Illinois lawmakers officially began a new term Wednesday with senators and representatives elected in November taking their oaths of office.

Lawmakers making up the 101st edition of the General Assembly begin their work with the prospect of a new governor taking office Monday and Democrats firmly in control of all parts of state government. In addition to all six statewide offices, Democrats hold a 40-19 edge in the Senate and a 74-44 advantage in the House.
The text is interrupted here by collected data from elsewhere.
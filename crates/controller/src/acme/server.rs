//! HTTP-01 challenge responder
//!
//! Serves `GET /.well-known/acme-challenge/<token>` from the shared
//! [`ChallengeManager`]. Everything else is answered with 404.

use bytes::Bytes;
use http::header::{HeaderValue, CONTENT_TYPE};
use http::{Method, Request, Response, StatusCode};
use http_body_util::Full;
use hyper::server::conn::http1;
use hyper::service::service_fn;
use hyper_util::rt::TokioIo;
use std::convert::Infallible;
use std::net::SocketAddr;
use tokio::net::TcpListener;
use tokio_util::sync::CancellationToken;
use tracing::{debug, info, trace, warn};

use super::challenge::ChallengeManager;

/// Minimal HTTP/1 server answering ACME HTTP-01 validation requests
#[derive(Debug)]
pub struct ChallengeServer {
    listener: TcpListener,
    challenges: ChallengeManager,
}

impl ChallengeServer {
    pub async fn bind(addr: SocketAddr, challenges: ChallengeManager) -> std::io::Result<Self> {
        let listener = TcpListener::bind(addr).await?;
        Ok(Self {
            listener,
            challenges,
        })
    }

    pub fn local_addr(&self) -> std::io::Result<SocketAddr> {
        self.listener.local_addr()
    }

    /// Accept connections until `shutdown` is cancelled
    pub async fn run(self, shutdown: CancellationToken) {
        match self.listener.local_addr() {
            Ok(addr) => info!(address = %addr, "Challenge responder listening"),
            Err(e) => warn!(error = %e, "Challenge responder address unavailable"),
        }

        loop {
            let (stream, peer) = tokio::select! {
                _ = shutdown.cancelled() => break,
                accepted = self.listener.accept() => match accepted {
                    Ok(conn) => conn,
                    Err(e) => {
                        warn!(error = %e, "Failed to accept challenge connection");
                        continue;
                    }
                },
            };

            let challenges = self.challenges.clone();
            tokio::spawn(async move {
                let service = service_fn(move |req| {
                    let response = respond(&challenges, &req);
                    async move { Ok::<_, Infallible>(response) }
                });
                if let Err(e) = http1::Builder::new()
                    .serve_connection(TokioIo::new(stream), service)
                    .await
                {
                    debug!(peer = %peer, error = %e, "Challenge connection ended with error");
                }
            });
        }

        info!("Challenge responder stopped");
    }
}

/// Build the response for a single request
pub fn respond<B>(challenges: &ChallengeManager, req: &Request<B>) -> Response<Full<Bytes>> {
    if req.method() != Method::GET && req.method() != Method::HEAD {
        return text(StatusCode::METHOD_NOT_ALLOWED, "method not allowed");
    }

    let Some(token) = ChallengeManager::extract_token(req.uri().path()) else {
        return text(StatusCode::NOT_FOUND, "not found");
    };

    match challenges.response(token) {
        Some(key_authorization) => {
            trace!(token = %token, "Serving HTTP-01 key authorization");
            text(StatusCode::OK, key_authorization)
        }
        None => {
            debug!(token = %token, "Unknown HTTP-01 token requested");
            text(StatusCode::NOT_FOUND, "not found")
        }
    }
}

fn text(status: StatusCode, body: impl Into<Bytes>) -> Response<Full<Bytes>> {
    let mut response = Response::new(Full::new(body.into()));
    *response.status_mut() = status;
    response
        .headers_mut()
        .insert(CONTENT_TYPE, HeaderValue::from_static("text/plain"));
    response
}

#[cfg(test)]
mod tests {
    use super::*;
    use certpilot_common::Domain;
    use http_body_util::BodyExt;
    use tokio::io::{AsyncReadExt, AsyncWriteExt};

    fn request(method: Method, path: &str) -> Request<()> {
        Request::builder()
            .method(method)
            .uri(path)
            .body(())
            .unwrap()
    }

    async fn body_string(response: Response<Full<Bytes>>) -> String {
        let bytes = response.into_body().collect().await.unwrap().to_bytes();
        String::from_utf8(bytes.to_vec()).unwrap()
    }

    #[tokio::test]
    async fn test_serves_registered_token() {
        let challenges = ChallengeManager::new();
        challenges.register(&Domain::new("app.example.com"), "tok", "tok.thumb");

        let response = respond(
            &challenges,
            &request(Method::GET, "/.well-known/acme-challenge/tok"),
        );
        assert_eq!(response.status(), StatusCode::OK);
        assert_eq!(body_string(response).await, "tok.thumb");
    }

    #[test]
    fn test_unknown_token_and_paths() {
        let challenges = ChallengeManager::new();
        let unknown = respond(
            &challenges,
            &request(Method::GET, "/.well-known/acme-challenge/nope"),
        );
        assert_eq!(unknown.status(), StatusCode::NOT_FOUND);

        let other = respond(&challenges, &request(Method::GET, "/healthz"));
        assert_eq!(other.status(), StatusCode::NOT_FOUND);

        let post = respond(
            &challenges,
            &request(Method::POST, "/.well-known/acme-challenge/tok"),
        );
        assert_eq!(post.status(), StatusCode::METHOD_NOT_ALLOWED);
    }

    #[tokio::test]
    async fn test_server_over_tcp() {
        let challenges = ChallengeManager::new();
        challenges.register(&Domain::new("app.example.com"), "abc", "abc.key");

        let server = ChallengeServer::bind("127.0.0.1:0".parse().unwrap(), challenges)
            .await
            .unwrap();
        let addr = server.local_addr().unwrap();
        let shutdown = CancellationToken::new();
        let handle = tokio::spawn(server.run(shutdown.clone()));

        let mut stream = tokio::net::TcpStream::connect(addr).await.unwrap();
        stream
            .write_all(
                b"GET /.well-known/acme-challenge/abc HTTP/1.1\r\nHost: app.example.com\r\nConnection: close\r\n\r\n",
            )
            .await
            .unwrap();
        let mut raw = String::new();
        stream.read_to_string(&mut raw).await.unwrap();

        assert!(raw.starts_with("HTTP/1.1 200 OK"));
        assert!(raw.ends_with("abc.key"));

        shutdown.cancel();
        handle.await.unwrap();
    }
}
Despite new faces among legislators, the leaders of the chambers remained the same. Michael Madigan was again elected House speaker while Jim Durkin of Western Springs will return as Republican leader. In the Senate, John Cullerton will serve another term as president, while Bill Brady of Bloomington will return as Republican leader.

Madigan told House members the last four "long" years under Gov. Bruce Rauner have been filled with "character assassination," "personal vilification" and strident negotiating positions, "also known as my way or the highway."

"In the last four years, people working with people has not happened in the state of Illinois," Madigan said during Wednesday's ceremony at University of Illinois Springfield's Sangamon Auditorium. "Rather, we simply got a series of ultimatums."

Madigan said the state still faces significant problems after the budget impasse, including a budget imbalance and an inability to properly support areas like education and infrastructure maintenance.

Going forward, he encouraged legislators to not just talk about "closing the book" as they move beyond the last four years.

"Rather, let's talk in terms of closing one chapter in the book (and) take lessons from that chapter so we can move on to a new chapter where people work with people," Madigan said.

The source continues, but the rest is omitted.